I am a bad guitarist. No, wait, hold on, I USED to be a bad guitarist, like 5 years ago. Now I'm just a terrible terrible guitarist. I can play other stuff too, like pretty average keyboards, somewhat good drums and I've got a voice that is the aural equivalent of a finger in the eye. But as to playing the guitar, I suck in style.

So the other day I retrieved my old guitar that had been stashed away in the closet for a while, and in a fit of nostalgia, took it out and attempted to recreate the no-talent musicianship I knew I possessed. But a reality-check awaited me. Not only could I not figure out which chord is which, I couldn't even remember which fucking fret, when plucked would be the "C" note. And it was then that I realized that musical talent isn't like riding a bike. Once you lose it, you lose it. And also, you can't fall off a musical instrument. Unless, of course, you are playing the drums. Although, the stool you are sitting on technically, isn't a part of the drum set. Or is it? But, anyways, I digress.

Yesterday, I was watching a film about Def Leppard, the hard rock band of the 80s and 90s. Incidentally, the band that first turned me on to metal. And during a break, there was a promotional VH1 commercial which showed a no-talent guitarist just like me, trying to play Led Zeppelin's "Stairway to Heaven". The guy was barely able to crawl up the stairway and was hitting every step on the way. He was quite awful. And it was at that moment that I realized, Christ, is that what bad musicians sound like to other people? Is that what I sound like when I play the guitar? No way, man, I sound much better than this. But do I really? Because in theory his technique pretty much mirrored mine. The main principle of that technique being to pluck every note randomly till you find the correct one, then pluck that note, move on to the next one and repeat this sequence of operations.

And then, I realized something very interesting. When you are trying to play a song on your guitar, or anything else, when you hit a bad note, correct it and continue playing, you, the musician, do not actually "hear" the bad note you just played. 'Cause what you hear at that point is the song which is playing in your head, which you are trying to recreate on your guitar. You see what I'm saying? As far as you are concerned, the bad note you just played never happened. So you continue on with your song, safe in the belief that your musical output is of outstanding quality. And when you are done with your abysmal musical performance, you sit there flushed with the success of your recital and wait for audience adulation, which, in most cases, fails to materialize.

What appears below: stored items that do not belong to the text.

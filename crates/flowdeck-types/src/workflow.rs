//! Workflow domain types.
//!
//! A workflow is a YAML definition stored as `<uuid>.yaml` in the git-backed
//! workflow repository, with a metadata row in the SQLite index. These types
//! cover the index record, the commit-store entries (history, deletions), the
//! list/detail projections served to the UI, and the shallow YAML document
//! parse used to extract identifying fields.

use serde::{Deserialize, Serialize};
use uuid::Uuid;

use crate::upstream::ScheduleSpec;

// ---------------------------------------------------------------------------
// Index record
// ---------------------------------------------------------------------------

/// Metadata index row for a locally stored workflow.
///
/// The YAML content itself lives in the commit-graph store; this row carries
/// the stable identifier, the unique name, and display attributes.
#[derive(Debug, Clone, Serialize, Deserialize)]
pub struct WorkflowRecord {
    pub uuid: Uuid,
    pub name: String,
    /// Commit hash last pushed to the upstream scheduler, if any.
    pub online_version: Option<String>,
    /// Serialized UI canvas layout.
    pub locations: Option<String>,
    /// Cached upstream project link.
    pub project_code: Option<i64>,
    pub project_name: Option<String>,
}

impl WorkflowRecord {
    /// Store filename for this workflow, `<uuid>.yaml`.
    pub fn filename(&self) -> String {
        format!("{}.yaml", self.uuid)
    }
}

// ---------------------------------------------------------------------------
// Commit-graph entries
// ---------------------------------------------------------------------------

/// How two commits relate in the commit graph.
#[derive(Debug, Clone, Copy, PartialEq, Eq, Serialize, Deserialize)]
#[serde(rename_all = "lowercase")]
pub enum CommitRelation {
    /// Same commit.
    Equal,
    /// The first commit is a descendant of the second.
    Ahead,
    /// The first commit is an ancestor of the second.
    Behind,
    /// Neither is an ancestor of the other.
    Diverged,
    /// One or both commits could not be resolved.
    Unknown,
}

/// Drift between a workflow's local head and its last online version.
#[derive(Debug, Clone, Copy, PartialEq, Eq, Serialize, Deserialize)]
#[serde(rename_all = "lowercase")]
pub enum DriftState {
    Synced,
    Ahead,
    Behind,
    Diverged,
    /// Never pushed upstream (no online version recorded).
    Unsubmitted,
    Unknown,
}

impl From<CommitRelation> for DriftState {
    fn from(rel: CommitRelation) -> Self {
        match rel {
            CommitRelation::Equal => DriftState::Synced,
            CommitRelation::Ahead => DriftState::Ahead,
            CommitRelation::Behind => DriftState::Behind,
            CommitRelation::Diverged => DriftState::Diverged,
            CommitRelation::Unknown => DriftState::Unknown,
        }
    }
}

/// One commit touching a workflow file, newest first in history listings.
#[derive(Debug, Clone, Serialize, Deserialize)]
pub struct CommitEntry {
    pub hash: String,
    pub author: String,
    /// Unix timestamp in seconds.
    pub timestamp: i64,
    pub message: String,
}

/// A workflow file whose most recent change is a deletion commit.
///
/// `name` is parsed from the `Delete workflow: ` commit message prefix when
/// present, otherwise from the YAML content at the deletion commit's parent.
#[derive(Debug, Clone, Serialize, Deserialize)]
pub struct DeletedWorkflow {
    pub filename: String,
    pub commit_hash: String,
    #[serde(skip_serializing_if = "Option::is_none")]
    pub name: Option<String>,
    pub author: String,
    /// Unix timestamp in seconds of the deletion commit.
    pub timestamp: i64,
    pub message: String,
}

// ---------------------------------------------------------------------------
// Store requests and projections
// ---------------------------------------------------------------------------

/// Request body for saving a workflow YAML definition.
#[derive(Debug, Clone, Serialize, Deserialize)]
pub struct SaveWorkflowRequest {
    pub name: String,
    pub content: String,
    /// Absent on create; present on update.
    #[serde(default, skip_serializing_if = "Option::is_none")]
    pub uuid: Option<Uuid>,
    /// Pre-migration filename to replace, when it differs from `<uuid>.yaml`.
    #[serde(
        rename = "originalFilename",
        default,
        skip_serializing_if = "Option::is_none"
    )]
    pub original_filename: Option<String>,
    #[serde(default, skip_serializing_if = "Option::is_none")]
    pub locations: Option<String>,
}

/// Result of a save: where the file landed and under which identifier.
#[derive(Debug, Clone, Serialize, Deserialize)]
pub struct SaveWorkflowOutcome {
    pub filename: String,
    pub uuid: Uuid,
}

/// Full detail for one workflow, including its raw YAML.
#[derive(Debug, Clone, Serialize, Deserialize)]
#[serde(rename_all = "camelCase")]
pub struct WorkflowDetails {
    pub name: String,
    pub uuid: Uuid,
    pub filename: String,
    pub yaml_content: String,
}

/// One entry in the local workflow listing.
///
/// Field names follow the UI contract: camelCase display attributes alongside
/// the snake_case `local_status` drift marker.
#[derive(Debug, Clone, Serialize, Deserialize)]
pub struct LocalWorkflow {
    pub name: String,
    pub uuid: Uuid,
    /// Store filename, doubles as the UI's `code` column.
    pub code: String,
    #[serde(rename = "projectName")]
    pub project_name: String,
    #[serde(rename = "releaseState")]
    pub release_state: String,
    /// File modification time in milliseconds since the epoch.
    #[serde(rename = "updateTime")]
    pub update_time: i64,
    #[serde(default, skip_serializing_if = "Option::is_none")]
    pub schedule: Option<serde_json::Value>,
    pub local_status: DriftState,
    #[serde(rename = "isLocal")]
    pub is_local: bool,
}

// ---------------------------------------------------------------------------
// Shallow YAML document
// ---------------------------------------------------------------------------

/// Shallow parse of a workflow YAML definition.
///
/// Only the identifying fields under the top-level `workflow:` mapping are
/// extracted; the task graph itself is never interpreted by the console.
#[derive(Debug, Clone, Default, Deserialize)]
pub struct WorkflowDoc {
    #[serde(default)]
    pub workflow: WorkflowMeta,
}

#[derive(Debug, Clone, Default, Deserialize)]
pub struct WorkflowMeta {
    #[serde(default)]
    pub name: Option<String>,
    #[serde(default)]
    pub schedule: Option<serde_yaml_ng::Value>,
    #[serde(default)]
    pub project: Option<String>,
}

impl WorkflowDoc {
    /// Parse a YAML definition, returning `None` when the document is not
    /// valid YAML or not a mapping. Callers treat unparseable content as a
    /// definition without identifying fields.
    pub fn parse(content: &str) -> Option<Self> {
        serde_yaml_ng::from_str(content).ok()
    }

    /// The declared workflow name, if any.
    pub fn name(&self) -> Option<&str> {
        self.workflow.name.as_deref()
    }

    /// The schedule field converted to JSON for downstream projections.
    pub fn schedule_json(&self) -> Option<serde_json::Value> {
        let value = self.workflow.schedule.as_ref()?;
        serde_json::to_value(value).ok().filter(|v| !v.is_null())
    }

    /// The schedule field lifted into the upstream schedule shape.
    ///
    /// A mapping deserializes field-for-field; a bare scalar becomes the
    /// crontab expression.
    pub fn schedule_spec(&self) -> Option<ScheduleSpec> {
        match self.schedule_json()? {
            serde_json::Value::String(crontab) => Some(ScheduleSpec {
                start_time: None,
                end_time: None,
                crontab,
                timezone_id: None,
            }),
            mapping @ serde_json::Value::Object(_) => serde_json::from_value(mapping).ok(),
            _ => None,
        }
    }
}

/// Normalize a schedule value to its display text.
///
/// A mapping contributes its `crontab` field; a scalar is used as-is.
pub fn schedule_text(value: &serde_json::Value) -> Option<String> {
    match value {
        serde_json::Value::Object(map) => map.get("crontab").and_then(|v| match v {
            serde_json::Value::String(s) => Some(s.clone()),
            serde_json::Value::Null => None,
            other => Some(other.to_string()),
        }),
        serde_json::Value::String(s) => Some(s.clone()),
        serde_json::Value::Null => None,
        other => Some(other.to_string()),
    }
}

// ---------------------------------------------------------------------------
// Tests
// ---------------------------------------------------------------------------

Till now, I used to attribute this lack of applause to audience jealousy. No one likes to see someone do well at something they themselves are bad at, right? But now I know, that's not the case. The reason we, bad musicians, fail to get our due is because there is no due to be gotten. We just sound terrible. And we should realize that and move on.

1 comment:

Ravages/CC said...

Get in touch with Phoebe. She might appreciate it. :)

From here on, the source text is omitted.